# Problem requirements
Whenever a line in the data holds the string "ZipWriter", copy that line.

**** Data for this task ****

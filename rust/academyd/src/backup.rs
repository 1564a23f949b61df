//! Workspace bundles: a zip holding the SQLite file plus a manifest.
//!
//! Layout:
//! - `manifest.json`: `{format, version, appVersion, exportedAt}`
//! - `db/academy.sqlite3`: the workspace database
//! - `meta/workspace.json`: where the bundle came from
//! - `config/academyd.json`: the workspace config, when one exists
//!
//! A bare SQLite file is also accepted on import.

use crate::config::CONFIG_FILE;
use crate::db::DB_FILE;
use anyhow::{anyhow, Context};
use serde_json::json;
use std::fs::File;
use std::io::{Read, Write};
use std::path::Path;
use zip::result::ZipError;
use zip::write::FileOptions;
use zip::{CompressionMethod, ZipArchive, ZipWriter};

const MANIFEST_ENTRY: &str = "manifest.json";
const DB_ENTRY: &str = "db/academy.sqlite3";
const META_WORKSPACE_ENTRY: &str = "meta/workspace.json";
const CONFIG_ENTRY: &str = "config/academyd.json";
pub const BUNDLE_FORMAT: &str = "academy-workspace-v1";
const SQLITE_MAGIC: &[u8; 16] = b"SQLite format 3\0";

#[derive(Debug, Clone)]
pub struct ExportSummary {
    pub bundle_format: &'static str,
    pub entry_count: usize,
}

#[derive(Debug, Clone)]
pub struct ImportSummary {
    pub bundle_format_detected: &'static str,
    pub config_restored: bool,
}

fn write_json_entry<W: Write + std::io::Seek>(
    zip: &mut ZipWriter<W>,
    name: &str,
    value: &serde_json::Value,
    opts: FileOptions,
) -> anyhow::Result<()> {
    zip.start_file(name, opts)
        .with_context(|| format!("failed to start {name}"))?;
    let text = serde_json::to_string_pretty(value).with_context(|| format!("failed to serialize {name}"))?;
    zip.write_all(text.as_bytes())
        .with_context(|| format!("failed to write {name}"))?;
    Ok(())
}

pub fn export_workspace_bundle(workspace: &Path, out_path: &Path) -> anyhow::Result<ExportSummary> {
    let db_path = workspace.join(DB_FILE);
    if !db_path.is_file() {
        return Err(anyhow!("workspace database not found: {}", db_path.display()));
    }
    if let Some(parent) = out_path.parent().filter(|p| !p.as_os_str().is_empty()) {
        std::fs::create_dir_all(parent)
            .with_context(|| format!("failed to create directory {}", parent.display()))?;
    }

    let out_file = File::create(out_path)
        .with_context(|| format!("failed to create output file {}", out_path.display()))?;
    let mut zip = ZipWriter::new(out_file);
    let opts = FileOptions::default().compression_method(CompressionMethod::Deflated);
    let mut entries = 0;

    let manifest = json!({
        "format": BUNDLE_FORMAT,
        "version": 1,
        "appVersion": env!("CARGO_PKG_VERSION"),
        "exportedAt": chrono::Utc::now().to_rfc3339(),
    });
    write_json_entry(&mut zip, MANIFEST_ENTRY, &manifest, opts)?;
    entries += 1;

    zip.start_file(DB_ENTRY, opts)
        .context("failed to start database entry")?;
    let mut db_file = File::open(&db_path)
        .with_context(|| format!("failed to open database {}", db_path.display()))?;
    std::io::copy(&mut db_file, &mut zip).context("failed to write database entry")?;
    entries += 1;

    let meta = json!({ "sourceWorkspace": workspace.to_string_lossy() });
    write_json_entry(&mut zip, META_WORKSPACE_ENTRY, &meta, opts)?;
    entries += 1;

    let config_path = workspace.join(CONFIG_FILE);
    if config_path.is_file() {
        zip.start_file(CONFIG_ENTRY, opts)
            .context("failed to start config entry")?;
        let mut cfg = File::open(&config_path)
            .with_context(|| format!("failed to open {}", config_path.display()))?;
        std::io::copy(&mut cfg, &mut zip).context("failed to write config entry")?;
        entries += 1;
    }

    zip.finish().context("failed to finalize zip bundle")?;
    Ok(ExportSummary {
        bundle_format: BUNDLE_FORMAT,
        entry_count: entries,
    })
}

/// Restores into `workspace`. The caller must not hold an open connection to
/// the workspace database.
pub fn import_workspace_bundle(in_path: &Path, workspace: &Path) -> anyhow::Result<ImportSummary> {
    std::fs::create_dir_all(workspace)
        .with_context(|| format!("failed to create workspace {}", workspace.display()))?;
    let dst = workspace.join(DB_FILE);
    let tmp_dst = workspace.join(format!("{DB_FILE}.importing"));

    match sniff(in_path)? {
        Kind::Sqlite => {
            std::fs::copy(in_path, &tmp_dst).with_context(|| {
                format!("failed to copy sqlite backup from {}", in_path.display())
            })?;
            replace(&tmp_dst, &dst)?;
            Ok(ImportSummary {
                bundle_format_detected: "sqlite3",
                config_restored: false,
            })
        }
        Kind::Zip => {
            let in_file = File::open(in_path)
                .with_context(|| format!("failed to open bundle {}", in_path.display()))?;
            let mut archive = ZipArchive::new(in_file).context("invalid zip archive")?;

            let mut manifest_text = String::new();
            archive
                .by_name(MANIFEST_ENTRY)
                .context("bundle missing manifest.json")?
                .read_to_string(&mut manifest_text)
                .context("failed to read manifest.json")?;
            let manifest: serde_json::Value =
                serde_json::from_str(&manifest_text).context("manifest.json is invalid JSON")?;
            let format = manifest.get("format").and_then(|v| v.as_str()).unwrap_or("");
            if format != BUNDLE_FORMAT {
                return Err(anyhow!("unsupported bundle format: {:?}", format));
            }

            {
                let mut out = File::create(&tmp_dst)
                    .with_context(|| format!("failed to create {}", tmp_dst.display()))?;
                let mut entry = archive
                    .by_name(DB_ENTRY)
                    .with_context(|| format!("bundle missing {DB_ENTRY}"))?;
                std::io::copy(&mut entry, &mut out).context("failed to extract database entry")?;
                out.flush().context("failed to flush extracted database")?;
            }
            replace(&tmp_dst, &dst)?;

            let config_restored = match archive.by_name(CONFIG_ENTRY) {
                Ok(mut entry) => {
                    let mut text = String::new();
                    entry
                        .read_to_string(&mut text)
                        .context("failed to read config entry")?;
                    std::fs::write(workspace.join(CONFIG_FILE), text)
                        .context("failed to restore workspace config")?;
                    true
                }
                Err(ZipError::FileNotFound) => false,
                Err(e) => return Err(anyhow!(e).context("failed to read config entry")),
            };

            Ok(ImportSummary {
                bundle_format_detected: BUNDLE_FORMAT,
                config_restored,
            })
        }
    }
}

fn replace(tmp: &Path, dst: &Path) -> anyhow::Result<()> {
    // SQLite side files belong to the database being replaced.
    for suffix in ["-wal", "-shm"] {
        let side = dst.with_file_name(format!("{DB_FILE}{suffix}"));
        if side.exists() {
            std::fs::remove_file(&side)
                .with_context(|| format!("failed to remove {}", side.display()))?;
        }
    }
    if dst.exists() {
        std::fs::remove_file(dst)
            .with_context(|| format!("failed to remove existing database {}", dst.display()))?;
    }
    std::fs::rename(tmp, dst)
        .with_context(|| format!("failed to move restored database to {}", dst.display()))
}

enum Kind {
    Zip,
    Sqlite,
}

fn sniff(path: &Path) -> anyhow::Result<Kind> {
    let mut f = File::open(path)
        .with_context(|| format!("failed to open input file {}", path.display()))?;
    let mut sig = [0u8; 16];
    let read = f.read(&mut sig).context("failed to read file signature")?;
    if read >= 4 && sig[..4] == [0x50, 0x4B, 0x03, 0x04] {
        Ok(Kind::Zip)
    } else if read == SQLITE_MAGIC.len() && &sig == SQLITE_MAGIC {
        Ok(Kind::Sqlite)
    } else {
        Err(anyhow!(
            "{} is neither a workspace bundle nor a SQLite database",
            path.display()
        ))
    }
}

#[cfg(test)]
mod tests {
    use super::*;
    use crate::db;

    #[test]
    fn bundle_restores_rows_into_a_fresh_workspace() {
        let src = tempfile::tempdir().expect("src");
        let dst = tempfile::tempdir().expect("dst");
        {
            let conn = db::open_db(src.path()).expect("open");
            conn.execute(
                "INSERT INTO fixtures(name, price, count) VALUES('칠판', 30000, 2)",
                [],
            )
            .expect("insert");
        }
        std::fs::write(src.path().join(CONFIG_FILE), r#"{"defaultPageSize": 5}"#)
            .expect("config");

        let bundle = src.path().join("out/backup.zip");
        let export = export_workspace_bundle(src.path(), &bundle).expect("export");
        assert_eq!(export.bundle_format, BUNDLE_FORMAT);
        assert_eq!(export.entry_count, 4);

        let import = import_workspace_bundle(&bundle, dst.path()).expect("import");
        assert_eq!(import.bundle_format_detected, BUNDLE_FORMAT);
        assert!(import.config_restored);

        let conn = db::open_db(dst.path()).expect("reopen");
        let name: String = conn
            .query_row("SELECT name FROM fixtures", [], |r| r.get(0))
            .expect("row");
        assert_eq!(name, "칠판");
    }

    #[test]
    fn raw_sqlite_file_is_accepted() {
        let src = tempfile::tempdir().expect("src");
        let dst = tempfile::tempdir().expect("dst");
        drop(db::open_db(src.path()).expect("open"));
        let import =
            import_workspace_bundle(&src.path().join(DB_FILE), dst.path()).expect("import");
        assert_eq!(import.bundle_format_detected, "sqlite3");
        assert!(dst.path().join(DB_FILE).is_file());
    }

    #[test]
    fn unknown_files_are_rejected() {
        let dir = tempfile::tempdir().expect("dir");
        let junk = dir.path().join("notes.txt");
        std::fs::write(&junk, "hello").expect("write");
        assert!(import_workspace_bundle(&junk, dir.path()).is_err());
    }
}
use crate::auth;
use crate::ipc::error::{respond, ApiError, ApiResult};
use crate::ipc::helpers::{
    check_len, check_non_negative, db_conn, opt_i64, opt_str, required_i64,
};
use crate::ipc::types::{AppState, Request};
use rusqlite::{Connection, OptionalExtension};
use serde_json::json;

pub(crate) fn teacher_from_row(r: &rusqlite::Row<'_>) -> rusqlite::Result<serde_json::Value> {
    let id: i64 = r.get(0)?;
    let teacher_id: String = r.get(1)?;
    let name: String = r.get(2)?;
    let age: i64 = r.get(3)?;
    let position: String = r.get(4)?;
    let sex: String = r.get(5)?;
    Ok(json!({
        "id": id,
        "teacherId": teacher_id,
        "name": name,
        "age": age,
        "position": position,
        "sex": sex,
    }))
}

pub(crate) fn load_teacher(conn: &Connection, id: i64) -> rusqlite::Result<Option<serde_json::Value>> {
    conn.query_row(
        "SELECT id, teacher_id, teacher_name, age, position, sex FROM teachers WHERE id = ?",
        [id],
        teacher_from_row,
    )
    .optional()
}

pub(crate) fn load_teacher_by_login(
    conn: &Connection,
    teacher_id: &str,
) -> rusqlite::Result<Option<serde_json::Value>> {
    conn.query_row(
        "SELECT id, teacher_id, teacher_name, age, position, sex FROM teachers WHERE teacher_id = ?",
        [teacher_id],
        teacher_from_row,
    )
    .optional()
}

#[derive(Default)]
struct TeacherInput {
    teacher_id: Option<String>,
    passwd: Option<String>,
    name: Option<String>,
    age: Option<i64>,
    position: Option<String>,
    sex: Option<String>,
}

fn parse_input(req: &Request, require_all: bool) -> Result<TeacherInput, ApiError> {
    let input = TeacherInput {
        teacher_id: opt_str(req, "teacherId")?,
        // Blank means "keep the current password" on update.
        passwd: opt_str(req, "passwd")?.filter(|p| !p.is_empty()),
        name: opt_str(req, "name")?,
        age: opt_i64(req, "age")?,
        position: opt_str(req, "position")?,
        sex: opt_str(req, "sex")?,
    };

    for (key, value, max) in [
        ("teacherId", &input.teacher_id, 50),
        ("name", &input.name, 100),
        ("position", &input.position, 100),
        ("sex", &input.sex, 10),
    ] {
        match value {
            Some(v) if v.is_empty() => {
                return Err(ApiError::field(key, "This field may not be blank."))
            }
            Some(v) => check_len(key, v, max)?,
            None if require_all => return Err(ApiError::field(key, "This field is required.")),
            None => {}
        }
    }
    match input.age {
        Some(age) => check_non_negative("age", age)?,
        None if require_all => return Err(ApiError::field("age", "This field is required.")),
        None => {}
    }
    Ok(input)
}

fn ensure_login_free(conn: &Connection, teacher_id: &str, except: Option<i64>) -> Result<(), ApiError> {
    let taken: Option<i64> = conn
        .query_row(
            "SELECT id FROM teachers WHERE teacher_id = ?",
            [teacher_id],
            |r| r.get(0),
        )
        .optional()?;
    if matches!(taken, Some(id) if Some(id) != except) {
        return Err(ApiError::Conflict(format!(
            "teacher with this teacherId already exists: {}",
            teacher_id
        )));
    }
    let console_account: Option<i64> = conn
        .query_row(
            "SELECT id FROM users WHERE username = ? AND role != 'teacher'",
            [teacher_id],
            |r| r.get(0),
        )
        .optional()?;
    if console_account.is_some() {
        return Err(ApiError::Conflict(format!(
            "teacherId is already used by a console account: {}",
            teacher_id
        )));
    }
    Ok(())
}

fn handle_list(state: &mut AppState, _req: &Request) -> ApiResult {
    let conn = db_conn(state)?;
    let mut stmt = conn.prepare(
        "SELECT id, teacher_id, teacher_name, age, position, sex FROM teachers ORDER BY id",
    )?;
    let teachers = stmt
        .query_map([], teacher_from_row)?
        .collect::<Result<Vec<_>, _>>()?;
    Ok(json!({
        "total_counts": teachers.len(),
        "teachers": teachers,
    }))
}

fn handle_get(state: &mut AppState, req: &Request) -> ApiResult {
    let conn = db_conn(state)?;
    let id = required_i64(req, "id")?;
    load_teacher(conn, id)?.ok_or_else(|| ApiError::not_found("teacher not found"))
}

fn handle_create(state: &mut AppState, req: &Request) -> ApiResult {
    let conn = db_conn(state)?;
    let input = parse_input(req, true)?;
    let Some(passwd) = input.passwd.as_deref() else {
        return Err(ApiError::field(
            "passwd",
            "Password is required for new teacher.",
        ));
    };
    let teacher_id = input.teacher_id.clone().unwrap_or_default();
    ensure_login_free(conn, &teacher_id, None)?;

    let hash = auth::hash_password(passwd, state.config.password_iterations);
    conn.execute(
        "INSERT INTO teachers(teacher_id, passwd, teacher_name, age, position, sex)
         VALUES(?, ?, ?, ?, ?, ?)",
        (
            &teacher_id,
            &hash,
            &input.name,
            input.age,
            &input.position,
            &input.sex,
        ),
    )
    .map_err(|e| ApiError::db("db_insert_failed", "teachers", e))?;
    let id = conn.last_insert_rowid();
    load_teacher(conn, id)?.ok_or_else(|| ApiError::not_found("teacher not found"))
}

fn handle_update(state: &mut AppState, req: &Request) -> ApiResult {
    let conn = db_conn(state)?;
    let id = required_i64(req, "id")?;
    let input = parse_input(req, false)?;

    let current: Option<String> = conn
        .query_row("SELECT teacher_id FROM teachers WHERE id = ?", [id], |r| r.get(0))
        .optional()?;
    let Some(old_login) = current else {
        return Err(ApiError::not_found("teacher not found"));
    };
    if let Some(new_login) = &input.teacher_id {
        ensure_login_free(conn, new_login, Some(id))?;
    }

    let tx = conn
        .unchecked_transaction()
        .map_err(|e| ApiError::db("db_tx_failed", "teachers", e))?;
    tx.execute(
        "UPDATE teachers SET
           teacher_id = COALESCE(?, teacher_id),
           teacher_name = COALESCE(?, teacher_name),
           age = COALESCE(?, age),
           position = COALESCE(?, position),
           sex = COALESCE(?, sex)
         WHERE id = ?",
        (
            &input.teacher_id,
            &input.name,
            input.age,
            &input.position,
            &input.sex,
            id,
        ),
    )
    .map_err(|e| ApiError::db("db_update_failed", "teachers", e))?;

    // Keep the portal account (created at first login) in step with the roster.
    if let Some(new_login) = input.teacher_id.as_deref().filter(|l| *l != old_login) {
        tx.execute(
            "UPDATE users SET username = ? WHERE username = ? AND role = 'teacher'",
            (new_login, &old_login),
        )
        .map_err(|e| ApiError::db("db_update_failed", "users", e))?;
    }
    if let Some(passwd) = input.passwd.as_deref() {
        let hash = auth::hash_password(passwd, state.config.password_iterations);
        tx.execute("UPDATE teachers SET passwd = ? WHERE id = ?", (&hash, id))
            .map_err(|e| ApiError::db("db_update_failed", "teachers", e))?;
        let login = input.teacher_id.as_deref().unwrap_or(&old_login);
        tx.execute(
            "UPDATE users SET password_hash = ? WHERE username = ? AND role = 'teacher'",
            (&hash, login),
        )
        .map_err(|e| ApiError::db("db_update_failed", "users", e))?;
    }
    tx.commit()
        .map_err(|e| ApiError::db("db_commit_failed", "teachers", e))?;

    load_teacher(conn, id)?.ok_or_else(|| ApiError::not_found("teacher not found"))
}

fn handle_delete(state: &mut AppState, req: &Request) -> ApiResult {
    let conn = db_conn(state)?;
    let id = required_i64(req, "id")?;
    let login: Option<String> = conn
        .query_row("SELECT teacher_id FROM teachers WHERE id = ?", [id], |r| r.get(0))
        .optional()?;
    let Some(login) = login else {
        return Err(ApiError::not_found("teacher not found"));
    };

    let tx = conn
        .unchecked_transaction()
        .map_err(|e| ApiError::db("db_tx_failed", "teachers", e))?;
    // Classes outlive their teacher.
    tx.execute("UPDATE classes SET teacher_id = NULL WHERE teacher_id = ?", [id])
        .map_err(|e| ApiError::db("db_update_failed", "classes", e))?;
    tx.execute(
        "DELETE FROM sessions WHERE user_id IN (
           SELECT id FROM users WHERE username = ? AND role = 'teacher'
         )",
        [&login],
    )
    .map_err(|e| ApiError::db("db_delete_failed", "sessions", e))?;
    tx.execute(
        "DELETE FROM users WHERE username = ? AND role = 'teacher'",
        [&login],
    )
    .map_err(|e| ApiError::db("db_delete_failed", "users", e))?;
    tx.execute("DELETE FROM teachers WHERE id = ?", [id])
        .map_err(|e| ApiError::db("db_delete_failed", "teachers", e))?;
    tx.commit()
        .map_err(|e| ApiError::db("db_commit_failed", "teachers", e))?;

    Ok(json!({ "ok": true }))
}

pub fn try_handle(state: &mut AppState, req: &Request) -> Option<serde_json::Value> {
    let result = match req.method.as_str() {
        "admin.teachers.list" => handle_list(state, req),
        "admin.teachers.get" => handle_get(state, req),
        "admin.teachers.create" => handle_create(state, req),
        "admin.teachers.update" => handle_update(state, req),
        "admin.teachers.delete" => handle_delete(state, req),
        _ => return None,
    };
    Some(respond(&req.id, result))
}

****

# Reply
use zip::{CompressionMethod, ZipArchive, ZipWriter};
    zip: &mut ZipWriter<W>,
    let mut zip = ZipWriter::new(out_file);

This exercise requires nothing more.